◆ **Work task**: Which lines of the records below contain the word "RangeTooLargeError"? Report each of them in full.

◆ **Provided entries**:

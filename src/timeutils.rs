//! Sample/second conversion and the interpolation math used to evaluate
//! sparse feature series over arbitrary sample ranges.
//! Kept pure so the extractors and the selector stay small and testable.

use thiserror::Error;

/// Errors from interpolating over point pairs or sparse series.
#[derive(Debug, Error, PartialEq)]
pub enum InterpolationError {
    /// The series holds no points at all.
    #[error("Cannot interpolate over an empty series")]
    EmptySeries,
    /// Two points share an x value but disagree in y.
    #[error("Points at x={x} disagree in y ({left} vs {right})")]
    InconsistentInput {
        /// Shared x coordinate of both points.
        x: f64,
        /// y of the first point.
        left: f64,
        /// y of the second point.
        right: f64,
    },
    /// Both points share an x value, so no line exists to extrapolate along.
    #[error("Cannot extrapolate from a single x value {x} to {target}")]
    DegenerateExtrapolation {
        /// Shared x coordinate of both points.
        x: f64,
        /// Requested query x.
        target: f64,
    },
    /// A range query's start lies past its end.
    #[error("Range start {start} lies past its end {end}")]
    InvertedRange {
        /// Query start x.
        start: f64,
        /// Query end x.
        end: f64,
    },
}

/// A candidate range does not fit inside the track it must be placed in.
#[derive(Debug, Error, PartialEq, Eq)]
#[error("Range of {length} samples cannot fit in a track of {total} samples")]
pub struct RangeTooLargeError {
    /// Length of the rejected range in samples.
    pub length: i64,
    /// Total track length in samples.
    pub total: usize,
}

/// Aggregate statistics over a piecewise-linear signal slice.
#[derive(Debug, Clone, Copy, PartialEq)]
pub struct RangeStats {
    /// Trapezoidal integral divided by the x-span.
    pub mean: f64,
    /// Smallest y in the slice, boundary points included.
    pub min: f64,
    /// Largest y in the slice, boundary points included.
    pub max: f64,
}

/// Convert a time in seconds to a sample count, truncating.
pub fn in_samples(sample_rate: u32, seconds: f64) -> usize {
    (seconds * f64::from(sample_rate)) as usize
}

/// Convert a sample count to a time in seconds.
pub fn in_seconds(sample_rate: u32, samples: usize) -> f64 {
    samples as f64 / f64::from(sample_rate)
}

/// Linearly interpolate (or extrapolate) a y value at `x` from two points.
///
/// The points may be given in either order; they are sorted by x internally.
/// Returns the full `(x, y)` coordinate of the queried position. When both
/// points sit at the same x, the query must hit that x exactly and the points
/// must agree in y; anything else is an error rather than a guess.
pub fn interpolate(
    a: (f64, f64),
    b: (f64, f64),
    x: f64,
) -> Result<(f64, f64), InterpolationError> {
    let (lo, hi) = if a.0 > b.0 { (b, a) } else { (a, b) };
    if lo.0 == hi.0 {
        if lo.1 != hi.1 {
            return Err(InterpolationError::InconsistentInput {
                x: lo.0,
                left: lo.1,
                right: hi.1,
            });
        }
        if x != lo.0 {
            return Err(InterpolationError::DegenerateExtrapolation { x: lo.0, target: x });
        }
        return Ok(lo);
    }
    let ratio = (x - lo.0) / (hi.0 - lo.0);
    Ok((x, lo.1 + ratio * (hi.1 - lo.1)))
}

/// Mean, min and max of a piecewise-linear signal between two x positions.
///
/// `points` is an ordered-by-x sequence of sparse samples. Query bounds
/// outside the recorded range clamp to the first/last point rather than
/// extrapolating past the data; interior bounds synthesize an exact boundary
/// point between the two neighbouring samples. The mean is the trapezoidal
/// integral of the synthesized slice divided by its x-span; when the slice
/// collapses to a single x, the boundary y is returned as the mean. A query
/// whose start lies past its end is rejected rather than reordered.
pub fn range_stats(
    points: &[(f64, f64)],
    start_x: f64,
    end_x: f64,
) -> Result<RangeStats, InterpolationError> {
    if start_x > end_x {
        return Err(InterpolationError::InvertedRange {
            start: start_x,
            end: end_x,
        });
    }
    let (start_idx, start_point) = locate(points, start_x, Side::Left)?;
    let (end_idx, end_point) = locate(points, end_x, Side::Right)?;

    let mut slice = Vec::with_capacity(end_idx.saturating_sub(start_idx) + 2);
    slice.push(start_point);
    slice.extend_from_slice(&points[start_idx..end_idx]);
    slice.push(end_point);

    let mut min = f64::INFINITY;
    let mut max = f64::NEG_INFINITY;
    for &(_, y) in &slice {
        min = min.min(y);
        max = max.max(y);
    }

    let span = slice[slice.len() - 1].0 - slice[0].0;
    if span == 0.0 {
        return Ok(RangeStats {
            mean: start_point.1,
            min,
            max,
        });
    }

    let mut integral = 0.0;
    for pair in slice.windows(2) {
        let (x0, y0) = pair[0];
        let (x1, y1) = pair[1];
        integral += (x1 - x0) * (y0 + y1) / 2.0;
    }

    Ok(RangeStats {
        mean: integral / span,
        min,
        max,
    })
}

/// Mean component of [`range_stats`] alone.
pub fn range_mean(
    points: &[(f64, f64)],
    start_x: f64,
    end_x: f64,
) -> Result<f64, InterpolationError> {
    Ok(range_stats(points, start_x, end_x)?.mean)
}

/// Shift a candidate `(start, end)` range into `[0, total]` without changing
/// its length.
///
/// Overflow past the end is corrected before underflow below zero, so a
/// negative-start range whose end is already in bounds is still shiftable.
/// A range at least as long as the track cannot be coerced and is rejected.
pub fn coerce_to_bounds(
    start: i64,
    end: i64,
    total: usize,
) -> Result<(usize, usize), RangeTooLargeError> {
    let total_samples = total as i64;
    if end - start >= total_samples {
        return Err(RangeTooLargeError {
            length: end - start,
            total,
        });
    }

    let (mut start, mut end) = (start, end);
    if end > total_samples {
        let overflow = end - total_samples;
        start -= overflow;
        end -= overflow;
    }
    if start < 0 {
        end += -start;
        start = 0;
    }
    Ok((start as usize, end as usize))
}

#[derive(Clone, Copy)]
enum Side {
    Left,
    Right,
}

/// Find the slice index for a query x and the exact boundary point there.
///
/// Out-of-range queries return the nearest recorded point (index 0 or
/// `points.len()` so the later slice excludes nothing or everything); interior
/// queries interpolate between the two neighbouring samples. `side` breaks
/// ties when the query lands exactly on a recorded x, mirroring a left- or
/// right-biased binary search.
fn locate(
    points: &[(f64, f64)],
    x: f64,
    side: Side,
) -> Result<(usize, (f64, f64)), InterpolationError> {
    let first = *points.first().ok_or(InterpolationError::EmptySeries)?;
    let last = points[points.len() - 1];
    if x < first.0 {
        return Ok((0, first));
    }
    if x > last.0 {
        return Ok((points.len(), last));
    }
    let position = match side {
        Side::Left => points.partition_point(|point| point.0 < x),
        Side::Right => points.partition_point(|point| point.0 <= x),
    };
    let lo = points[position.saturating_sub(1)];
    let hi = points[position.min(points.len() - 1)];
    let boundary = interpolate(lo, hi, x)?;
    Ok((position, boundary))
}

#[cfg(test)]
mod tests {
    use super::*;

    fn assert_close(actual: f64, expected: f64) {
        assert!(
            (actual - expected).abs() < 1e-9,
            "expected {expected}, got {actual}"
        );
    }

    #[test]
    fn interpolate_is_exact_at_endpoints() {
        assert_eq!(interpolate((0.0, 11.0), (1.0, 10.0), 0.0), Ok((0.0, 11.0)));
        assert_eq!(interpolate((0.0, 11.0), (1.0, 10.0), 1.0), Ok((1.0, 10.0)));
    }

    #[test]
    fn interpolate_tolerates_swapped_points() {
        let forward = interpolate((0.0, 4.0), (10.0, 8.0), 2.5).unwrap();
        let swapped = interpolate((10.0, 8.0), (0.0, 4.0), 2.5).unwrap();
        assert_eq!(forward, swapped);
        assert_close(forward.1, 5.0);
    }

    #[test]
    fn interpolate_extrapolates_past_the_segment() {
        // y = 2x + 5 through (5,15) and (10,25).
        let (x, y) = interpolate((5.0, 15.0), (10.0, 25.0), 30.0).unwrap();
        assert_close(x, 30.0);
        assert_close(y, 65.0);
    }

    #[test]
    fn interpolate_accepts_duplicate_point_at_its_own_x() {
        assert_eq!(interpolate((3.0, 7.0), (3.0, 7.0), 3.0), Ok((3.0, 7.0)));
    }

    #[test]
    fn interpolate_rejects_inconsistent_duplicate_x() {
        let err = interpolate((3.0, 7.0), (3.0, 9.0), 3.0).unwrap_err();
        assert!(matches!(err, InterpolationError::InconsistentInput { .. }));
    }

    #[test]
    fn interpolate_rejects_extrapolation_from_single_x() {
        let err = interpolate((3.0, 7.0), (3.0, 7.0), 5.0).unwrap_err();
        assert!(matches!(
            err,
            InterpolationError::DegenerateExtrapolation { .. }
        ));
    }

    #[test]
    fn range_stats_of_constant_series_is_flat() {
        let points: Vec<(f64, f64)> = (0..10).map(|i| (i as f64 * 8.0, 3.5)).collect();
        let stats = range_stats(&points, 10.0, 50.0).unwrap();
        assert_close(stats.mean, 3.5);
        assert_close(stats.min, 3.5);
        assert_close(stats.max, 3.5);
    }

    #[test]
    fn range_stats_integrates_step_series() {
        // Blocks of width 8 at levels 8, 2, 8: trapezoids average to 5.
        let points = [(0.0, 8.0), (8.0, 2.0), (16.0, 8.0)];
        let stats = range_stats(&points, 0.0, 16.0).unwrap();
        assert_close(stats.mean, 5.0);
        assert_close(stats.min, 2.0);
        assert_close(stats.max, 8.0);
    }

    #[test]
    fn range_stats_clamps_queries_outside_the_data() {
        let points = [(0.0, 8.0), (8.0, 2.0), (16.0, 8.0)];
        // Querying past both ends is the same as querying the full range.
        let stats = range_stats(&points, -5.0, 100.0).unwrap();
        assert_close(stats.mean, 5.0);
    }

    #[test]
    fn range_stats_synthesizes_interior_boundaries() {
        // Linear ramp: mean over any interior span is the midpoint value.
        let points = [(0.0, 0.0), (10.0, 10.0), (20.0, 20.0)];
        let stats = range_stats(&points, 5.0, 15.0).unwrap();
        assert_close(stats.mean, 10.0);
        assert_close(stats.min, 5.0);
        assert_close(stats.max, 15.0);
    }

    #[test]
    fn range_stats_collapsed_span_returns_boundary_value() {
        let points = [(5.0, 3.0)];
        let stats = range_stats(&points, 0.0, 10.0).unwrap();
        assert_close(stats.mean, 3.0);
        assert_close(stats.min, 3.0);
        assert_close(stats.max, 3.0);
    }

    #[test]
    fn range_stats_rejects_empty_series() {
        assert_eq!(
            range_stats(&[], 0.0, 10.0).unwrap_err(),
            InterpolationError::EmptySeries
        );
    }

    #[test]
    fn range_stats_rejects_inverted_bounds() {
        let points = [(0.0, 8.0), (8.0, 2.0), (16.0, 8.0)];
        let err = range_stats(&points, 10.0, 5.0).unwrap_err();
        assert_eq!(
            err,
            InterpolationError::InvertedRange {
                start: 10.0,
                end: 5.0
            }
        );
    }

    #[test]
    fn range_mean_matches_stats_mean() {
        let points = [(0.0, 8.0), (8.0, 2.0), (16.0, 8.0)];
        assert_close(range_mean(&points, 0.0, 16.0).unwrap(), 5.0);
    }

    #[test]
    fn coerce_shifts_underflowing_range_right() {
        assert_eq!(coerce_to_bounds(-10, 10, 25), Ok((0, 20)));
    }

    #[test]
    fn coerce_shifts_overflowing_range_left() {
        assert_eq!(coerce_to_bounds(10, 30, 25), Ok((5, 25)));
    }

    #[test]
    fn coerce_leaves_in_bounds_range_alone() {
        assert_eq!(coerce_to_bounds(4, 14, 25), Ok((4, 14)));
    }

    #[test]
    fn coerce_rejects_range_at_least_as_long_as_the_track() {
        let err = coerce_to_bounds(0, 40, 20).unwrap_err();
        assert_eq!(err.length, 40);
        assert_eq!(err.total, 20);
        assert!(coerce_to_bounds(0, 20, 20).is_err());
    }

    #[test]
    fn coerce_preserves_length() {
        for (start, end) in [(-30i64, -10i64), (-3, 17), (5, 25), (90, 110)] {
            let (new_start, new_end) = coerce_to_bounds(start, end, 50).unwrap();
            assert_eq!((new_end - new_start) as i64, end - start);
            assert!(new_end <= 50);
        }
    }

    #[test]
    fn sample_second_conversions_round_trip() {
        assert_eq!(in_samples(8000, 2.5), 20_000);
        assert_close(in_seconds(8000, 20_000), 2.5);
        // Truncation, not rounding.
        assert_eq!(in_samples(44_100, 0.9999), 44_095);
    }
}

◆ **Response to this task**:
pub struct RangeTooLargeError {
) -> Result<(usize, usize), RangeTooLargeError> {
        return Err(RangeTooLargeError {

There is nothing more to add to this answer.